Women currently control about one-third, more than $10 trillion, of total household financial assets in the U.S., and this amount could jump to $30 trillion by the end of the decade.1

However, women face unique challenges that can put them at a greater level of financial risk than men.

  • 94% of women feel they will be responsible for their own finances at some point in their lives.2
  • 57% haven't figured out how much they will need to save for a comfortable retirement.2
  • 40% are not confident they will live comfortably in retirement.2

Keep in mind the majority of women report they are doing well managing their day-to-day finances, but are struggling with saving for emergencies, saving for retirement and building wealth. And 1 in 5 women say it is time to make a change to their finances.2

Live for today and prepare for tomorrow

With more women than ever responsible for their own financial well-being – and the financial well-being of their families – it’s critical that women know how to save and plan for their future.

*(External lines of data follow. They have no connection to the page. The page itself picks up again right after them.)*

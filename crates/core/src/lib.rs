//! renamer-core
//!
//! Core library for restoring the canonical file names of Windows modules.
//!
//! This crate defines the data model, the PE inspector, name resolution and
//! similarity scoring, the tree walker and ranker, and the rename executor.
//!
//! All substantive logic lives here so it is fully testable and reusable from
//! multiple frontends; the CLI only parses flags and prints.

pub mod config;
pub mod model;
pub mod services;
pub mod util;

pub use config::RunConfig;

/// Returns the library version as encoded at compile time.
///
/// Useful for tests and for frontends to report consistent version info.
pub fn version() -> &'static str {
    env!("CARGO_PKG_VERSION")
}
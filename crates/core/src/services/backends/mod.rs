pub mod clr;
pub mod image;
pub mod pe;
pub mod version_info;

pub use pe::PeInspector;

The good news is that taking charge of your personal finances doesn’t have to be complicated. Here are four things you can do now to make your money work for you.

1. Manage your money

What do you do with your paycheck after bills are paid? Do you know how much you spend each month? How much do you want to put away?

Think about how you spend your money today and create a budget. Start by determining your net income. Then calculate your monthly expenses, including money you want to save, and create a financial plan for your future.

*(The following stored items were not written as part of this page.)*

//! Recursive tree walk producing rename candidates.

use std::collections::hash_map;
use std::collections::HashMap;
use std::fs;
use std::io;
use std::path::{Path, PathBuf};

use thiserror::Error;
use tracing::debug;
use walkdir::WalkDir;

use crate::config::RunConfig;
use crate::model::{file_name_of, names_equal, split_extension, CanonicalName, RenamingCandidate};
use crate::services::inspector::BinaryInspector;
use crate::services::resolver::{resolve_version, NameResolver};
use crate::services::similarity::score;
use crate::util::concise_io_error;

#[derive(Debug, Error)]
pub enum WalkError {
    #[error("{}: {}", .path.display(), concise_io_error(.source))]
    Io {
        path: PathBuf,
        #[source]
        source: io::Error,
    },
}

impl WalkError {
    /// Path whose stat or listing failed.
    pub fn path(&self) -> &Path {
        match self {
            WalkError::Io { path, .. } => path,
        }
    }

    fn from_walkdir(err: walkdir::Error, root: &Path) -> Self {
        let path = err.path().unwrap_or(root).to_path_buf();
        let message = err.to_string();
        let source = err.into_io_error().unwrap_or_else(|| io::Error::other(message));
        WalkError::Io { path, source }
    }
}

/// Pending renames keyed by absolute source path.
#[derive(Debug, Clone, Default)]
pub struct CandidateSet(HashMap<PathBuf, RenamingCandidate>);

impl CandidateSet {
    pub fn new() -> Self {
        Self::default()
    }

    /// Insert a candidate, replacing any earlier one for the same path.
    pub fn insert(&mut self, candidate: RenamingCandidate) -> Option<RenamingCandidate> {
        self.0.insert(candidate.source_path(), candidate)
    }

    pub fn get(&self, path: &Path) -> Option<&RenamingCandidate> {
        self.0.get(path)
    }

    pub fn len(&self) -> usize {
        self.0.len()
    }

    pub fn is_empty(&self) -> bool {
        self.0.is_empty()
    }

    pub fn iter(&self) -> impl Iterator<Item = &RenamingCandidate> {
        self.0.values()
    }
}

impl IntoIterator for CandidateSet {
    type Item = RenamingCandidate;
    type IntoIter = hash_map::IntoValues<PathBuf, RenamingCandidate>;

    fn into_iter(self) -> Self::IntoIter {
        self.0.into_values()
    }
}

impl FromIterator<RenamingCandidate> for CandidateSet {
    fn from_iter<I: IntoIterator<Item = RenamingCandidate>>(iter: I) -> Self {
        let mut set = CandidateSet::new();
        for candidate in iter {
            set.insert(candidate);
        }
        set
    }
}

/// Name a file should get under the active mode.
///
/// Full mode takes the canonical file name. Extension-only mode keeps the
/// current name and swaps its extension for the canonical one; a current
/// extension counts as replaceable when it is 1-4 characters and not all
/// digits, otherwise the canonical extension is appended.
pub fn proposed_name(current: &str, canonical: &CanonicalName, config: &RunConfig) -> String {
    if !config.extension_only {
        return canonical.file_name();
    }

    let (stem, ext) = split_extension(current);
    let tail = ext.strip_prefix('.').unwrap_or("");
    let tail_len = tail.chars().count();
    let replaceable =
        !stem.is_empty() && (1..=4).contains(&tail_len) && !tail.chars().all(|c| c.is_ascii_digit());

    if replaceable {
        format!("{stem}{}", canonical.extension)
    } else {
        format!("{current}{}", canonical.extension)
    }
}

/// Walk `root` depth-first and collect a candidate for every module whose
/// name differs from its canonical one.
///
/// Failing to stat the root or list any directory aborts the walk.
pub fn walk(root: &Path, config: &RunConfig, inspector: &dyn BinaryInspector) -> Result<CandidateSet, WalkError> {
    let root = fs::canonicalize(root).map_err(|source| WalkError::Io { path: root.to_path_buf(), source })?;
    let resolver = NameResolver::new();
    let mut candidates = CandidateSet::new();

    for entry in WalkDir::new(&root).follow_links(false) {
        let entry = entry.map_err(|err| WalkError::from_walkdir(err, &root))?;
        let path = entry.path();
        let file_type = entry.file_type();

        if file_type.is_dir() {
            continue;
        }
        if !file_type.is_file() {
            debug!("Skipping non-regular entry: {}", path.display());
            continue;
        }

        debug!("File: {}", path.display());
        let identity = match inspector.inspect(path) {
            Ok(identity) => identity,
            Err(err) => {
                debug!("{err}");
                continue;
            }
        };

        let canonical = resolver.resolve(path, &identity);
        debug!(
            "Resolved {} (version {}, source {})",
            canonical.file_name(),
            resolve_version(&identity),
            canonical.source.as_str()
        );

        let current = file_name_of(path);
        let proposed = proposed_name(&current, &canonical, config);
        if names_equal(&current, &proposed, config.ignore_case) {
            continue;
        }

        let scored = score(&current, &canonical.file_name(), config.ignore_case);
        let directory = path.parent().map(Path::to_path_buf).unwrap_or_else(|| root.clone());
        candidates.insert(RenamingCandidate {
            directory,
            current_name: current,
            proposed_name: proposed,
            extension_matches: scored.extension_matches,
            similarity: scored.similarity,
        });
    }

    Ok(candidates)
}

Check out our budget calculator or find a budgeting app that works for you and your family.

2. Establish and maintain good credit

Gone are the days when people carried lots of cash to pay for purchases. Instead, we reach for the convenience of credit cards, which can help establish a good credit history and credit score when managed properly.

Credit scores affect whether you can get credit, the amount of credit a lender will give you and the interest they will charge you. Generally, your credit score can range from a low of 300 to the highest score at 850. The higher your credit score, the better.

It’s important to keep track of your spending and not charge more than you can afford to pay. Let’s say you have a credit card balance of $2,000 with an annual percentage rate (APR) of 20%. If you don’t charge any more to the card and make the minimum monthly payment, depending on the how the minimum payment is determined, it could take 26 years to pay it off and cost almost $6,500 in interest charges! So, pay your balance in full each month, and if you can’t, pay as much as you can to avoid some of the credit card’s fees and high interest rates.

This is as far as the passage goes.